Segment Start: Data extracts
use anyhow::{Context, Result};
use clap::{Parser, Subcommand};
use interview_orchestrator::{
    create_router, AppState, Config, DetachedMedia, HttpCredentialClient, HttpReportClient,
    InterviewOrchestrator, NatsRoomTransport, Session, SessionContext,
};
use std::sync::Arc;
use tokio_util::sync::CancellationToken;
use tracing::{info, warn};
use tracing_subscriber::EnvFilter;

#[derive(Parser)]
#[command(name = "interview-orchestrator")]
#[command(about = "Voice interview session orchestrator")]
struct Cli {
    /// Config file (extension optional)
    #[arg(short, long, default_value = "config/interview-orchestrator")]
    config: String,

    #[command(subcommand)]
    command: Command,
}

#[derive(Subcommand)]
enum Command {
    /// Run the room credential HTTP API
    Serve,

    /// Join one interview session and wait for its report
    Join {
        #[arg(long)]
        session_id: String,

        /// Participant display name
        #[arg(long, default_value = "Candidate")]
        name: String,

        /// Question count of the interview, until the backend says otherwise
        #[arg(long, default_value = "0")]
        questions: u32,
    },
}

#[tokio::main]
async fn main() -> Result<()> {
    tracing_subscriber::fmt()
        .with_env_filter(
            EnvFilter::try_from_default_env().unwrap_or_else(|_| EnvFilter::new("info")),
        )
        .init();

    let cli = Cli::parse();
    let cfg = Config::load(&cli.config)?;

    info!("Loaded config: {}", cfg.service.name);

    match cli.command {
        Command::Serve => serve(cfg).await,
        Command::Join {
            session_id,
            name,
            questions,
        } => join(cfg, session_id, name, questions).await,
    }
}

async fn serve(cfg: Config) -> Result<()> {
    let addr = format!("{}:{}", cfg.service.http.bind, cfg.service.http.port);
    let app = create_router(AppState::from_config(&cfg));

    let listener = tokio::net::TcpListener::bind(&addr)
        .await
        .with_context(|| format!("Failed to bind {}", addr))?;

    info!("Credential API listening on http://{}", addr);
    axum::serve(listener, app)
        .with_graceful_shutdown(async {
            let _ = tokio::signal::ctrl_c().await;
            info!("Shutting down");
        })
        .await
        .context("HTTP server failed")?;

    Ok(())
}

async fn join(cfg: Config, session_id: String, name: String, questions: u32) -> Result<()> {
    let orchestrator = InterviewOrchestrator::from_config(
        &cfg,
        Arc::new(HttpCredentialClient::new(
            cfg.service.credential_base_url.clone(),
            cfg.realtime.room_prefix.clone(),
        )),
        Arc::new(NatsRoomTransport::new()),
        Arc::new(HttpReportClient::from_config(&cfg.report)),
    );

    let mut ctx = SessionContext::new(Session::new(session_id, &cfg.realtime.room_prefix), questions);
    let leave = CancellationToken::new();
    let cancel = CancellationToken::new();

    // First Ctrl-C leaves the room, a second one abandons the report wait
    {
        let leave = leave.clone();
        let cancel = cancel.clone();
        tokio::spawn(async move {
            if tokio::signal::ctrl_c().await.is_ok() {
                info!("Leave requested");
                leave.cancel();
            }
            if tokio::signal::ctrl_c().await.is_ok() {
                warn!("Abandoning report wait");
                cancel.cancel();
            }
        });
    }

    let navigation = orchestrator
        .run(&mut ctx, &name, Box::new(DetachedMedia::new()), &leave, &cancel)
        .await;

    for fragment in ctx.transcript() {
        println!("[{:?}] {}", fragment.speaker_role, fragment.text);
    }
    for notice in ctx.notices() {
        println!("! {}", notice.message());
    }

    match navigation {
        Some(nav) => println!("{}", serde_json::to_string_pretty(&nav)?),
        None => info!("No navigation, session abandoned"),
    }

    Ok(())
}
//! Silence-based auto-stop for voice answers captured outside the room.
//!
//! Uses a fixed normalized-RMS threshold. Silence before the first speech never
//! stops capture.

use std::time::Duration;
use tokio::sync::mpsc;
use tracing::{debug, info};

use super::AudioFrame;
use crate::config::CaptureConfig;

/// Root mean square of a frame, normalized to 0.0..=1.0
pub fn normalized_rms(samples: &[i16]) -> f32 {
    if samples.is_empty() {
        return 0.0;
    }
    let sum: f64 = samples
        .iter()
        .map(|&s| {
            let v = s as f64 / i16::MAX as f64;
            v * v
        })
        .sum();
    (sum / samples.len() as f64).sqrt() as f32
}

/// Detects sustained silence after speech.
pub struct SilenceDetector {
    threshold: f32,
    hold_ms: u64,
    has_seen_speech: bool,
    /// Timestamp of the first silent frame in the current run
    silence_started_ms: Option<u64>,
    triggered: bool,
}

impl SilenceDetector {
    pub fn new(threshold: f32, hold: Duration) -> Self {
        debug!(
            "SilenceDetector created: threshold={}, hold={}ms",
            threshold,
            hold.as_millis()
        );
        Self {
            threshold,
            hold_ms: hold.as_millis() as u64,
            has_seen_speech: false,
            silence_started_ms: None,
            triggered: false,
        }
    }

    pub fn from_config(cfg: &CaptureConfig) -> Self {
        Self::new(
            cfg.silence_threshold,
            Duration::from_millis(cfg.silence_hold_ms),
        )
    }

    /// Process one frame.
    ///
    /// Returns `true` once, when silence has lasted `hold` after speech.
    pub fn on_frame(&mut self, frame: &AudioFrame) -> bool {
        let level = normalized_rms(&frame.samples);

        if level >= self.threshold {
            if self.silence_started_ms.is_some() {
                debug!("Speech resumed at {}ms (level {:.3})", frame.timestamp_ms, level);
            }
            self.has_seen_speech = true;
            self.silence_started_ms = None;
            self.triggered = false;
            return false;
        }

        if !self.has_seen_speech || self.triggered {
            return false;
        }

        let started = *self.silence_started_ms.get_or_insert(frame.timestamp_ms);
        let end_ms = frame.timestamp_ms + frame.duration_ms();
        if end_ms.saturating_sub(started) >= self.hold_ms {
            self.triggered = true;
            debug!("Silence detected from {}ms to {}ms", started, end_ms);
            return true;
        }

        false
    }

    pub fn has_seen_speech(&self) -> bool {
        self.has_seen_speech
    }

    pub fn reset(&mut self) {
        self.has_seen_speech = false;
        self.silence_started_ms = None;
        self.triggered = false;
    }
}

#[derive(Debug, Clone, Copy, PartialEq, Eq)]
pub enum StopReason {
    Silence,
    MaxDuration,
    /// The frame source closed
    StreamEnded,
}

#[derive(Debug, Clone, PartialEq, Eq)]
pub struct CapturedAudio {
    pub samples: Vec<i16>,
    pub sample_rate: u32,
    pub channels: u16,
    pub duration_ms: u64,
    pub stop: StopReason,
}

/// Collect frames until silence after speech, the duration cap, or the end of
/// the stream
pub async fn capture_until_silence(
    frames: &mut mpsc::Receiver<AudioFrame>,
    detector: &mut SilenceDetector,
    max_duration: Duration,
) -> CapturedAudio {
    let max_ms = max_duration.as_millis() as u64;
    let mut captured = CapturedAudio {
        samples: Vec::new(),
        sample_rate: 0,
        channels: 0,
        duration_ms: 0,
        stop: StopReason::StreamEnded,
    };

    while let Some(frame) = frames.recv().await {
        if captured.sample_rate == 0 {
            captured.sample_rate = frame.sample_rate;
            captured.channels = frame.channels;
        }
        captured.samples.extend_from_slice(&frame.samples);
        captured.duration_ms += frame.duration_ms();

        if detector.on_frame(&frame) {
            captured.stop = StopReason::Silence;
            break;
        }
        if captured.duration_ms >= max_ms {
            captured.stop = StopReason::MaxDuration;
            break;
        }
    }

    info!(
        "Voice capture stopped after {}ms ({:?})",
        captured.duration_ms, captured.stop
    );
    captured
}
Segment End: Data extracts
Exactly what appears above must be set down again in full.

Answer box ->
use anyhow::{Context, Result};
use clap::{Parser, Subcommand};
use interview_orchestrator::{
    create_router, AppState, Config, DetachedMedia, HttpCredentialClient, HttpReportClient,
    InterviewOrchestrator, NatsRoomTransport, Session, SessionContext,
};
use std::sync::Arc;
use tokio_util::sync::CancellationToken;
use tracing::{info, warn};
use tracing_subscriber::EnvFilter;

#[derive(Parser)]
#[command(name = "interview-orchestrator")]
#[command(about = "Voice interview session orchestrator")]
struct Cli {
    /// Config file (extension optional)
    #[arg(short, long, default_value = "config/interview-orchestrator")]
    config: String,

    #[command(subcommand)]
    command: Command,
}

#[derive(Subcommand)]
enum Command {
    /// Run the room credential HTTP API
    Serve,

    /// Join one interview session and wait for its report
    Join {
        #[arg(long)]
        session_id: String,

        /// Participant display name
        #[arg(long, default_value = "Candidate")]
        name: String,

        /// Question count of the interview, until the backend says otherwise
        #[arg(long, default_value = "0")]
        questions: u32,
    },
}

#[tokio::main]
async fn main() -> Result<()> {
    tracing_subscriber::fmt()
        .with_env_filter(
            EnvFilter::try_from_default_env().unwrap_or_else(|_| EnvFilter::new("info")),
        )
        .init();

    let cli = Cli::parse();
    let cfg = Config::load(&cli.config)?;

    info!("Loaded config: {}", cfg.service.name);

    match cli.command {
        Command::Serve => serve(cfg).await,
        Command::Join {
            session_id,
            name,
            questions,
        } => join(cfg, session_id, name, questions).await,
    }
}

async fn serve(cfg: Config) -> Result<()> {
    let addr = format!("{}:{}", cfg.service.http.bind, cfg.service.http.port);
    let app = create_router(AppState::from_config(&cfg));

    let listener = tokio::net::TcpListener::bind(&addr)
        .await
        .with_context(|| format!("Failed to bind {}", addr))?;

    info!("Credential API listening on http://{}", addr);
    axum::serve(listener, app)
        .with_graceful_shutdown(async {
            let _ = tokio::signal::ctrl_c().await;
            info!("Shutting down");
        })
        .await
        .context("HTTP server failed")?;

    Ok(())
}

async fn join(cfg: Config, session_id: String, name: String, questions: u32) -> Result<()> {
    let orchestrator = InterviewOrchestrator::from_config(
        &cfg,
        Arc::new(HttpCredentialClient::new(
            cfg.service.credential_base_url.clone(),
            cfg.realtime.room_prefix.clone(),
        )),
        Arc::new(NatsRoomTransport::new()),
        Arc::new(HttpReportClient::from_config(&cfg.report)),
    );

    let mut ctx = SessionContext::new(Session::new(session_id, &cfg.realtime.room_prefix), questions);
    let leave = CancellationToken::new();
    let cancel = CancellationToken::new();

    // First Ctrl-C leaves the room, a second one abandons the report wait
    {
        let leave = leave.clone();
        let cancel = cancel.clone();
        tokio::spawn(async move {
            if tokio::signal::ctrl_c().await.is_ok() {
                info!("Leave requested");
                leave.cancel();
            }
            if tokio::signal::ctrl_c().await.is_ok() {
                warn!("Abandoning report wait");
                cancel.cancel();
            }
        });
    }

    let navigation = orchestrator
        .run(&mut ctx, &name, Box::new(DetachedMedia::new()), &leave, &cancel)
        .await;

    for fragment in ctx.transcript() {
        println!("[{:?}] {}", fragment.speaker_role, fragment.text);
    }
    for notice in ctx.notices() {
        println!("! {}", notice.message());
    }

    match navigation {
        Some(nav) => println!("{}", serde_json::to_string_pretty(&nav)?),
        None => info!("No navigation, session abandoned"),
    }

    Ok(())
}
//! Silence-based auto-stop for voice answers captured outside the room.
//!
//! Uses a fixed normalized-RMS threshold. Silence before the first speech never
//! stops capture.

use std::time::Duration;
use tokio::sync::mpsc;
use tracing::{debug, info};

use super::AudioFrame;
use crate::config::CaptureConfig;

/// Root mean square of a frame, normalized to 0.0..=1.0
pub fn normalized_rms(samples: &[i16]) -> f32 {
    if samples.is_empty() {
        return 0.0;
    }
    let sum: f64 = samples
        .iter()
        .map(|&s| {
            let v = s as f64 / i16::MAX as f64;
            v * v
        })
        .sum();
    (sum / samples.len() as f64).sqrt() as f32
}

/// Detects sustained silence after speech.
pub struct SilenceDetector {
    threshold: f32,
    hold_ms: u64,
    has_seen_speech: bool,
    /// Timestamp of the first silent frame in the current run
    silence_started_ms: Option<u64>,
    triggered: bool,
}

impl SilenceDetector {
    pub fn new(threshold: f32, hold: Duration) -> Self {
        debug!(
            "SilenceDetector created: threshold={}, hold={}ms",
            threshold,
            hold.as_millis()
        );
        Self {
            threshold,
            hold_ms: hold.as_millis() as u64,
            has_seen_speech: false,
            silence_started_ms: None,
            triggered: false,
        }
    }

    pub fn from_config(cfg: &CaptureConfig) -> Self {
        Self::new(
            cfg.silence_threshold,
            Duration::from_millis(cfg.silence_hold_ms),
        )
    }

    /// Process one frame.
    ///
    /// Returns `true` once, when silence has lasted `hold` after speech.
    pub fn on_frame(&mut self, frame: &AudioFrame) -> bool {
        let level = normalized_rms(&frame.samples);

        if level >= self.threshold {
            if self.silence_started_ms.is_some() {
                debug!("Speech resumed at {}ms (level {:.3})", frame.timestamp_ms, level);
            }
            self.has_seen_speech = true;
            self.silence_started_ms = None;
            self.triggered = false;
            return false;
        }

        if !self.has_seen_speech || self.triggered {
            return false;
        }

        let started = *self.silence_started_ms.get_or_insert(frame.timestamp_ms);
        let end_ms = frame.timestamp_ms + frame.duration_ms();
        if end_ms.saturating_sub(started) >= self.hold_ms {
            self.triggered = true;
            debug!("Silence detected from {}ms to {}ms", started, end_ms);
            return true;
        }

        false
    }

    pub fn has_seen_speech(&self) -> bool {
        self.has_seen_speech
    }

    pub fn reset(&mut self) {
        self.has_seen_speech = false;
        self.silence_started_ms = None;
        self.triggered = false;
    }
}

#[derive(Debug, Clone, Copy, PartialEq, Eq)]
pub enum StopReason {
    Silence,
    MaxDuration,
    /// The frame source closed
    StreamEnded,
}

#[derive(Debug, Clone, PartialEq, Eq)]
pub struct CapturedAudio {
    pub samples: Vec<i16>,
    pub sample_rate: u32,
    pub channels: u16,
    pub duration_ms: u64,
    pub stop: StopReason,
}

/// Collect frames until silence after speech, the duration cap, or the end of
/// the stream
pub async fn capture_until_silence(
    frames: &mut mpsc::Receiver<AudioFrame>,
    detector: &mut SilenceDetector,
    max_duration: Duration,
) -> CapturedAudio {
    let max_ms = max_duration.as_millis() as u64;
    let mut captured = CapturedAudio {
        samples: Vec::new(),
        sample_rate: 0,
        channels: 0,
        duration_ms: 0,
        stop: StopReason::StreamEnded,
    };

    while let Some(frame) = frames.recv().await {
        if captured.sample_rate == 0 {
            captured.sample_rate = frame.sample_rate;
            captured.channels = frame.channels;
        }
        captured.samples.extend_from_slice(&frame.samples);
        captured.duration_ms += frame.duration_ms();

        if detector.on_frame(&frame) {
            captured.stop = StopReason::Silence;
            break;
        }
        if captured.duration_ms >= max_ms {
            captured.stop = StopReason::MaxDuration;
            break;
        }
    }

    info!(
        "Voice capture stopped after {}ms ({:?})",
        captured.duration_ms, captured.stop
    );
    captured
}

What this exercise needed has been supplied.